Unser Nachbar Stefan, der das lokale Wetter der Bantry Bay seit 23 Jahren täglich minutiös aufzeichnet, konnte bei der Auswertung des Januar-Wetters nur staunen. Alles ist anders, alles extremer als in den anderen Januaren: Die durchschnittliche Nachttemperatur: -1 Grad, statt sonst 4 Grad plus; die gemittelte Tagestemperatur:
4 Grad statt 9 Grad. Der Wind im Januar 2010: Komplette Fehlanzeige, Rekordflaute; und die Sonne? Ebenfalls Rekord: Mehr Sonne, als Stefan jemals in einem Januar seit 1986 aufzeichnen konnte. Wir haben die klirrende Kälte, das trockene sonnige Wetter genossen. Ob nun tatsächlich der Frühling kommt? Ein zaghafter Krokus jedenfalls hat sich heute morgen im Garten bereits aus der Erde getraut. Die Frösche, die Blüten, die Bäume allerdings wirken in ihrem Wachstumszyklus drei bis vier Wochen verspätet – geschockt von der „Mini-Eiszeit“, wie man in Irland diesen Winter nannte.
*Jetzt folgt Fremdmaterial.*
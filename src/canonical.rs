//! Canonical tree for structured text payloads.
//!
//! JSON and YAML payloads are both lowered into a [`Node`] tree so that one
//! comparison routine, [`deep_equal`], serves both formats. Object keys are
//! held in a sorted map, which makes key order irrelevant; array order is
//! preserved and significant.

use std::collections::BTreeMap;
use std::fmt;

use serde::Deserialize;
use thiserror::Error;

/// The text format a payload was parsed as.
#[derive(Debug, Clone, Copy, PartialEq, Eq)]
pub enum Format {
    /// JSON text.
    Json,
    /// A YAML stream of one or more documents.
    Yaml,
}

impl fmt::Display for Format {
    fn fmt(&self, f: &mut fmt::Formatter<'_>) -> fmt::Result {
        match self {
            Format::Json => f.write_str("JSON"),
            Format::Yaml => f.write_str("YAML"),
        }
    }
}

/// Why a payload could not be lowered into a canonical tree.
#[derive(Debug, Error)]
pub enum ParseError {
    /// The payload is not valid JSON.
    #[error("invalid JSON: {0}")]
    Json(#[from] serde_json::Error),

    /// The payload is not a valid YAML document.
    #[error("invalid YAML: {0}")]
    Yaml(#[from] serde_yaml::Error),

    /// The YAML document is a bare scalar or empty.
    #[error("YAML document is not a mapping or a sequence")]
    NotStructured,

    /// A YAML mapping uses a sequence or mapping as a key.
    #[error("YAML mapping key is not a scalar")]
    ComplexKey,
}

/// A numeric leaf.
///
/// Integers and floats compare by numeric value, so `1` equals `1.0`.
#[derive(Debug, Clone, Copy)]
pub enum Number {
    /// A value that fits in a signed or unsigned 64-bit integer.
    Integer(i128),
    /// Any other number.
    Float(f64),
}

impl PartialEq for Number {
    fn eq(&self, other: &Self) -> bool {
        match (*self, *other) {
            (Number::Integer(a), Number::Integer(b)) => a == b,
            (Number::Integer(i), Number::Float(f)) | (Number::Float(f), Number::Integer(i)) => {
                // Equal only when both casts round-trip.
                f.fract() == 0.0 && f as i128 == i && i as f64 == f
            },
            (Number::Float(a), Number::Float(b)) => a == b || (a.is_nan() && b.is_nan()),
        }
    }
}

impl From<&serde_json::Number> for Number {
    fn from(n: &serde_json::Number) -> Self {
        if let Some(i) = n.as_i64() {
            Number::Integer(i128::from(i))
        } else if let Some(u) = n.as_u64() {
            Number::Integer(i128::from(u))
        } else {
            Number::Float(n.as_f64().unwrap_or(f64::NAN))
        }
    }
}

impl From<&serde_yaml::Number> for Number {
    fn from(n: &serde_yaml::Number) -> Self {
        if let Some(i) = n.as_i64() {
            Number::Integer(i128::from(i))
        } else if let Some(u) = n.as_u64() {
            Number::Integer(i128::from(u))
        } else {
            Number::Float(n.as_f64().unwrap_or(f64::NAN))
        }
    }
}

/// A parser-independent structural representation of a payload.
#[derive(Debug, Clone)]
pub enum Node {
    /// `null` / `~`.
    Null,
    /// A boolean leaf.
    Bool(bool),
    /// A numeric leaf.
    Number(Number),
    /// A string leaf.
    String(String),
    /// An ordered sequence.
    Array(Vec<Node>),
    /// A mapping from string keys to values.
    Object(BTreeMap<String, Node>),
}

impl Node {
    /// Lower a parsed JSON value.
    pub fn from_json(value: &serde_json::Value) -> Self {
        match value {
            serde_json::Value::Null => Node::Null,
            serde_json::Value::Bool(b) => Node::Bool(*b),
            serde_json::Value::Number(n) => Node::Number(n.into()),
            serde_json::Value::String(s) => Node::String(s.clone()),
            serde_json::Value::Array(items) => Node::Array(items.iter().map(Node::from_json).collect()),
            serde_json::Value::Object(map) => Node::Object(
                map.iter()
                    .map(|(k, v)| (k.clone(), Node::from_json(v)))
                    .collect(),
            ),
        }
    }

    /// Lower a parsed YAML value.
    ///
    /// Tags are dropped and the tagged value is used in their place. Scalar
    /// mapping keys that are not strings are rendered to their scalar text.
    pub fn from_yaml(value: &serde_yaml::Value) -> Result<Self, ParseError> {
        Ok(match value {
            serde_yaml::Value::Null => Node::Null,
            serde_yaml::Value::Bool(b) => Node::Bool(*b),
            serde_yaml::Value::Number(n) => Node::Number(n.into()),
            serde_yaml::Value::String(s) => Node::String(s.clone()),
            serde_yaml::Value::Sequence(items) => Node::Array(
                items
                    .iter()
                    .map(Node::from_yaml)
                    .collect::<Result<_, _>>()?,
            ),
            serde_yaml::Value::Mapping(map) => {
                let mut object = BTreeMap::new();
                for (k, v) in map {
                    object.insert(yaml_key(k)?, Node::from_yaml(v)?);
                }
                Node::Object(object)
            },
            serde_yaml::Value::Tagged(tagged) => Node::from_yaml(&tagged.value)?,
        })
    }

    /// Short name of the node kind, for logging.
    pub fn kind(&self) -> &'static str {
        match self {
            Node::Null => "null",
            Node::Bool(_) => "bool",
            Node::Number(_) => "number",
            Node::String(_) => "string",
            Node::Array(_) => "array",
            Node::Object(_) => "object",
        }
    }
}

impl PartialEq for Node {
    fn eq(&self, other: &Self) -> bool {
        deep_equal(self, other)
    }
}

fn yaml_key(key: &serde_yaml::Value) -> Result<String, ParseError> {
    match key {
        serde_yaml::Value::String(s) => Ok(s.clone()),
        serde_yaml::Value::Number(n) => Ok(n.to_string()),
        serde_yaml::Value::Bool(b) => Ok(b.to_string()),
        serde_yaml::Value::Null => Ok("null".to_string()),
        serde_yaml::Value::Tagged(tagged) => yaml_key(&tagged.value),
        serde_yaml::Value::Sequence(_) | serde_yaml::Value::Mapping(_) => {
            Err(ParseError::ComplexKey)
        },
    }
}

/// Parse JSON text into a canonical tree.
///
/// Any JSON value is accepted at the root, including bare scalars.
pub fn parse_json(text: &str) -> Result<Node, ParseError> {
    let value: serde_json::Value = serde_json::from_str(text)?;
    Ok(Node::from_json(&value))
}

/// Parse a YAML stream into a canonical tree.
///
/// A single document must have a mapping or a sequence at its root; a bare
/// scalar or an empty stream carries no structure to compare and is rejected.
/// A stream of several documents becomes an array of them, in order.
pub fn parse_yaml(text: &str) -> Result<Node, ParseError> {
    let mut documents = serde_yaml::Deserializer::from_str(text)
        .map(|document| -> Result<Node, ParseError> {
            let value = serde_yaml::Value::deserialize(document)?;
            Node::from_yaml(&value)
        })
        .collect::<Result<Vec<_>, _>>()?;

    if documents.len() > 1 {
        return Ok(Node::Array(documents));
    }
    match documents.pop() {
        Some(node @ (Node::Object(_) | Node::Array(_))) => Ok(node),
        _ => Err(ParseError::NotStructured),
    }
}

/// Parse text in the given format.
pub fn parse(format: Format, text: &str) -> Result<Node, ParseError> {
    match format {
        Format::Json => parse_json(text),
        Format::Yaml => parse_yaml(text),
    }
}

/// Structural equality over canonical trees.
///
/// Objects must have exactly the same keys (case-sensitive) with equal
/// values, arrays must match element by element in order, and leaves must be
/// of the same kind with the same value. A kind mismatch is plain inequality.
pub fn deep_equal(a: &Node, b: &Node) -> bool {
    match (a, b) {
        (Node::Null, Node::Null) => true,
        (Node::Bool(x), Node::Bool(y)) => x == y,
        (Node::Number(x), Node::Number(y)) => x == y,
        (Node::String(x), Node::String(y)) => x == y,
        (Node::Array(xs), Node::Array(ys)) => {
            xs.len() == ys.len() && xs.iter().zip(ys).all(|(x, y)| deep_equal(x, y))
        },
        (Node::Object(xs), Node::Object(ys)) => {
            xs.len() == ys.len()
                && xs
                    .iter()
                    .all(|(k, x)| ys.get(k).is_some_and(|y| deep_equal(x, y)))
        },
        _ => false,
    }
}

#[cfg(test)]
mod tests {
    use super::*;

    fn json(text: &str) -> Node {
        parse_json(text).unwrap()
    }

    fn yaml(text: &str) -> Node {
        parse_yaml(text).unwrap()
    }

    #[test]
    fn test_key_order_ignored() {
        assert_eq!(json(r#"{"a":1,"b":2}"#), json(r#"{"b":2,"a":1}"#));
    }

    #[test]
    fn test_array_order_significant() {
        assert_ne!(json(r#"{"a":[1,2]}"#), json(r#"{"a":[2,1]}"#));
        assert_ne!(json("[1,2]"), json("[1,2,3]"));
    }

    #[test]
    fn test_missing_and_null_keys_differ() {
        assert_ne!(json(r#"{"a":1}"#), json(r#"{"a":1,"b":null}"#));
        assert_ne!(json(r#"{"a":1,"b":null}"#), json(r#"{"a":1}"#));
    }

    #[test]
    fn test_key_case_significant() {
        assert_ne!(json(r#"{"Name":"x"}"#), json(r#"{"name":"x"}"#));
    }

    #[test]
    fn test_kind_mismatch_is_inequality() {
        assert_ne!(json(r#"{"a":"1"}"#), json(r#"{"a":1}"#));
        assert_ne!(json(r#"{"a":{}}"#), json(r#"{"a":[]}"#));
        assert_ne!(json(r#"{"a":null}"#), json(r#"{"a":false}"#));
    }

    #[test]
    fn test_numeric_value_equality() {
        assert_eq!(json("[1]"), json("[1.0]"));
        assert_eq!(json("[-0]"), json("[0.0]"));
        assert_eq!(json("[18446744073709551615]"), json("[18446744073709551615]"));
        assert_ne!(json("[1]"), json("[1.5]"));
        assert_ne!(json("[9007199254740993]"), json("[9007199254740992.0]"));
    }

    #[test]
    fn test_yaml_nan_is_reflexive() {
        assert_eq!(yaml("a: .nan"), yaml("a: .nan"));
    }

    #[test]
    fn test_json_and_yaml_trees_compare() {
        assert_eq!(
            json(r#"{"os":"Linux","ports":[22,80],"debug":false}"#),
            yaml("os: Linux\nports:\n  - 22\n  - 80\ndebug: false\n")
        );
    }

    #[test]
    fn test_yaml_trailing_blank_lines_ignored() {
        assert_eq!(
            yaml("os: Linux\nautomation: ansible-devel"),
            yaml("\nos: Linux\nautomation: ansible-devel   \n\n\n")
        );
    }

    #[test]
    fn test_yaml_tags_are_transparent() {
        assert_eq!(yaml("a: !custom {b: 1}"), yaml("a: {b: 1}"));
    }

    #[test]
    fn test_yaml_scalar_keys_rendered() {
        let node = yaml("1: one\ntrue: yes\n");
        match node {
            Node::Object(map) => {
                assert!(map.contains_key("1"));
                assert!(map.contains_key("true"));
            },
            other => panic!("expected object, got {}", other.kind()),
        }
    }

    #[test]
    fn test_yaml_complex_key_rejected() {
        let err = parse_yaml("? [a, b]\n: c\n").unwrap_err();
        assert!(matches!(err, ParseError::ComplexKey));
    }

    #[test]
    fn test_yaml_scalar_root_rejected() {
        assert!(matches!(
            parse_yaml("just some text"),
            Err(ParseError::NotStructured)
        ));
        assert!(parse_yaml("").is_err());
    }

    #[test]
    fn test_yaml_multiple_documents_become_array() {
        assert_eq!(
            yaml("---\na: 1\n---\nb: 2\n"),
            json(r#"[{"a":1},{"b":2}]"#)
        );
        assert_ne!(yaml("---\na: 1\n---\nb: 2\n"), yaml("a: 1\n"));
        assert_ne!(
            yaml("---\na: 1\n---\nb: 2\n"),
            yaml("---\nb: 2\n---\na: 1\n")
        );
    }

    #[test]
    fn test_yaml_single_document_marker_is_transparent() {
        assert_eq!(yaml("---\na: 1\n"), yaml("a: 1\n"));
        assert_eq!(yaml("---\na: 1\n...\n"), yaml("a: 1\n"));
    }

    #[test]
    fn test_invalid_inputs() {
        assert!(matches!(parse_json("os: Linux"), Err(ParseError::Json(_))));
        assert!(matches!(
            parse_yaml("a: [1, 2"),
            Err(ParseError::Yaml(_))
        ));
        assert!(parse(Format::Json, "{").is_err());
        assert!(parse(Format::Yaml, "- a\n- b").is_ok());
    }

    #[test]
    fn test_format_display() {
        assert_eq!(Format::Json.to_string(), "JSON");
        assert_eq!(Format::Yaml.to_string(), "YAML");
    }
}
Der Frühlingsanfang 1. Februar ist übrigens der Tag der Heiligen Brigid von Kildare – eine der drei großen katholischen Heiligen Irlands. Brigid lebte im fünften und frühen sechsten Jahrhundert und hat wohl zahlreiche christliche Einrichtungen auf der Insel gegründet. Am 1. Februar flechten viele Iren zu Ehren von Brigid aus Binsensgras ein schlichtes Kreuz (Foto: Wikipedia). Die Überlieferung will wissen, dass die Heilige Brigid ein solches Kreuz improvisierte, um einen am Wegesrand liegenden Menschen noch vor dessen Tod zum christlichen Glauben zu bekehren. Heute glauben die Menschen, dass das Binsenkreuz ihr Haus vor Feuer schützt: Am 1. Februar wird das Kreuz vom Vorjahr feierlich verbrannt, das neue findet stattdessen seinen Platz an der Wand.
Ein Klasse-Beitrag, Nicola. Am 1. Februar 2011 schreibst Du am besten gleich selbst. (Und warum nicht auch früher?). Danke, Wanderer.
Nachdem sich auch in Bernd Bieges Blog die Anmerkungen zum Brigid's Day nur auf St. Brigid von Kildare bezogen haben, möchte ich nun hier doch mal einige Ergänzungen beisteuern. Diese Heilige stellt für mich nämlich lediglich den Rest einer jahrtausendealten Tradition dar, die es wert ist in Erinnerung zu bleiben.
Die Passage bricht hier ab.